[Clinical features and molecular genetics of autosomal recessive spinocerebellar degenerations].

The number of patients with spinocerebellar degeneration (SCD) has recently exceeds 20,000 in Japan. Among them, sporadic form is the most common form (67.2%). Among the hereditary forms of SCD, autosomal dominant (AD) form comprises 27.0%, while autosomal recessive (AR) form is rare (1.8%). Because of the rare occurrence of AR-SCD, the molecular genetic studies have been difficult to conduct.
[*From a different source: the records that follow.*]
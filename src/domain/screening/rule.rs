//! The disqualification rule catalog.
//!
//! Every automatic disqualification the wizard can raise is declared
//! here, one variant per rule. Predicates live in the evaluator; this
//! enum carries the identity: the stored flag key, the owning section,
//! and the message fragment shown when a section gate blocks.

use serde::{Deserialize, Serialize};
use std::fmt;

use super::Section;

/// Identity of a single disqualification rule.
///
/// Serializes as the stored flag key so snapshots read as the familiar
/// `section{N}_{topic}_DQ` booleans.
#[derive(Debug, Clone, Copy, PartialEq, Eq, Hash, PartialOrd, Ord, Serialize, Deserialize)]
pub enum RuleId {
    /// A party is not legally free to marry.
    #[serde(rename = "section2_legallyFree_DQ")]
    LegallyFree,
    /// No in-person meeting within the window and no plan to meet.
    #[serde(rename = "section2_meeting_DQ")]
    MeetingWindow,
    /// The couple met through an international marriage broker.
    #[serde(rename = "section2_broker_DQ")]
    MarriageBroker,
    /// No intent to marry within the required window after entry.
    #[serde(rename = "section2_intent_DQ")]
    IntentToMarry,
    /// Sponsor reported disqualifying criminal history.
    #[serde(rename = "section4_criminal_DQ")]
    SponsorCriminal,
    /// Sponsor reported security-related matters.
    #[serde(rename = "section4_security_DQ")]
    SponsorSecurity,
    /// Beneficiary reported criminal history.
    #[serde(rename = "section6_criminal_DQ")]
    BeneficiaryCriminal,
    /// Beneficiary reported prior immigration violations.
    #[serde(rename = "section6_immigration_DQ")]
    BeneficiaryImmigration,
    /// Beneficiary reported inadmissible health conditions.
    #[serde(rename = "section6_health_DQ")]
    BeneficiaryHealth,
    /// Beneficiary reported security-related matters.
    #[serde(rename = "section6_security_DQ")]
    BeneficiarySecurity,
    /// Beneficiary is currently inside the United States.
    #[serde(rename = "section6_usPresence_DQ")]
    UsPresence,
    /// More prior fiance(e) petitions than permitted without a waiver.
    #[serde(rename = "section7_petitionLimit_DQ")]
    PetitionLimit,
    /// A prior petition falls inside the cooling-off window.
    #[serde(rename = "section7_cooldown_DQ")]
    PetitionCooldown,
    /// A prior petition beneficiary is now the sponsor's spouse.
    #[serde(rename = "section7_priorSpouse_DQ")]
    PriorBeneficiarySpouse,
}

impl RuleId {
    /// All rules, in stable catalog order.
    pub const CATALOG: [RuleId; 14] = [
        RuleId::LegallyFree,
        RuleId::MeetingWindow,
        RuleId::MarriageBroker,
        RuleId::IntentToMarry,
        RuleId::SponsorCriminal,
        RuleId::SponsorSecurity,
        RuleId::BeneficiaryCriminal,
        RuleId::BeneficiaryImmigration,
        RuleId::BeneficiaryHealth,
        RuleId::BeneficiarySecurity,
        RuleId::UsPresence,
        RuleId::PetitionLimit,
        RuleId::PetitionCooldown,
        RuleId::PriorBeneficiarySpouse,
    ];

    /// Returns all rules in catalog order.
    pub fn all() -> &'static [RuleId; 14] {
        &Self::CATALOG
    }

    /// The flag key this rule stores its boolean under.
    pub fn flag_key(&self) -> &'static str {
        match self {
            RuleId::LegallyFree => "section2_legallyFree_DQ",
            RuleId::MeetingWindow => "section2_meeting_DQ",
            RuleId::MarriageBroker => "section2_broker_DQ",
            RuleId::IntentToMarry => "section2_intent_DQ",
            RuleId::SponsorCriminal => "section4_criminal_DQ",
            RuleId::SponsorSecurity => "section4_security_DQ",
            RuleId::BeneficiaryCriminal => "section6_criminal_DQ",
            RuleId::BeneficiaryImmigration => "section6_immigration_DQ",
            RuleId::BeneficiaryHealth => "section6_health_DQ",
            RuleId::BeneficiarySecurity => "section6_security_DQ",
            RuleId::UsPresence => "section6_usPresence_DQ",
            RuleId::PetitionLimit => "section7_petitionLimit_DQ",
            RuleId::PetitionCooldown => "section7_cooldown_DQ",
            RuleId::PriorBeneficiarySpouse => "section7_priorSpouse_DQ",
        }
    }

    /// The section whose exit gate aggregates this rule.
    pub fn section(&self) -> Section {
        match self {
            RuleId::LegallyFree
            | RuleId::MeetingWindow
            | RuleId::MarriageBroker
            | RuleId::IntentToMarry => Section::Requirements,
            RuleId::SponsorCriminal | RuleId::SponsorSecurity => Section::LegalSponsor,
            RuleId::BeneficiaryCriminal
            | RuleId::BeneficiaryImmigration
            | RuleId::BeneficiaryHealth
            | RuleId::BeneficiarySecurity
            | RuleId::UsPresence => Section::LegalBeneficiary,
            RuleId::PetitionLimit | RuleId::PetitionCooldown | RuleId::PriorBeneficiarySpouse => {
                Section::Household
            }
        }
    }

    /// The message fragment shown when this rule contributes to a block.
    pub fn message(&self) -> &'static str {
        match self {
            RuleId::LegallyFree => "One or both parties are not legally free to marry.",
            RuleId::MeetingWindow => {
                "The couple has not met in person within the required window and has no plan to meet."
            }
            RuleId::MarriageBroker => {
                "The relationship was arranged through an international marriage broker."
            }
            RuleId::IntentToMarry => {
                "There is no intent to marry within the required window after entry."
            }
            RuleId::SponsorCriminal => {
                "The sponsor reported criminal history that requires review before filing."
            }
            RuleId::SponsorSecurity => {
                "The sponsor reported security-related matters that require review before filing."
            }
            RuleId::BeneficiaryCriminal => {
                "The beneficiary reported criminal history that may make them inadmissible."
            }
            RuleId::BeneficiaryImmigration => {
                "The beneficiary reported prior immigration violations that may make them inadmissible."
            }
            RuleId::BeneficiaryHealth => {
                "The beneficiary reported health conditions that may make them inadmissible."
            }
            RuleId::BeneficiarySecurity => {
                "The beneficiary reported security-related matters that may make them inadmissible."
            }
            RuleId::UsPresence => {
                "The beneficiary is currently in the United States; a K-1 visa is issued abroad through a consulate."
            }
            RuleId::PetitionLimit => {
                "The sponsor has filed more prior fiance(e) petitions than permitted without a waiver."
            }
            RuleId::PetitionCooldown => {
                "The sponsor filed a fiance(e) petition within the cooling-off window and needs a waiver."
            }
            RuleId::PriorBeneficiarySpouse => {
                "A prior petition beneficiary is recorded as the sponsor's current spouse."
            }
        }
    }
}

impl fmt::Display for RuleId {
    fn fmt(&self, f: &mut fmt::Formatter<'_>) -> fmt::Result {
        write!(f, "{}", self.flag_key())
    }
}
Recent progresses in molecular genetics, however, have enabled identification of causative genes for the majority of AR-SCD. Although Friedreich's ataxia is the most representative form of AR-SCD, patients with molecular diagnosis of Friedreich's ataxia have not been described in the Japanese population. Among the various forms of AR-SCD, early-onset ataxia with ocular motor apraxia and hypoalbuminemia (EAOH) seems to be the most common form in the Japanese population. Aprataxin, the causative gene for EAOH, has been suggested to play a role in the single strand DNA break repair. Interestingly, abnormalities in DNA break repair processes have been implicated in several forms of AR-SCD including AOA2, SCAN1 and ataxia telangiectasia. In this group of AR-SCD, cerebellar atrophy is more marked compared to that observed in Friedreich's ataxia. Taken together, abnormalities in DNA break repair processes may play an essential role in cerebellar degeneration in this group of AR-SCD.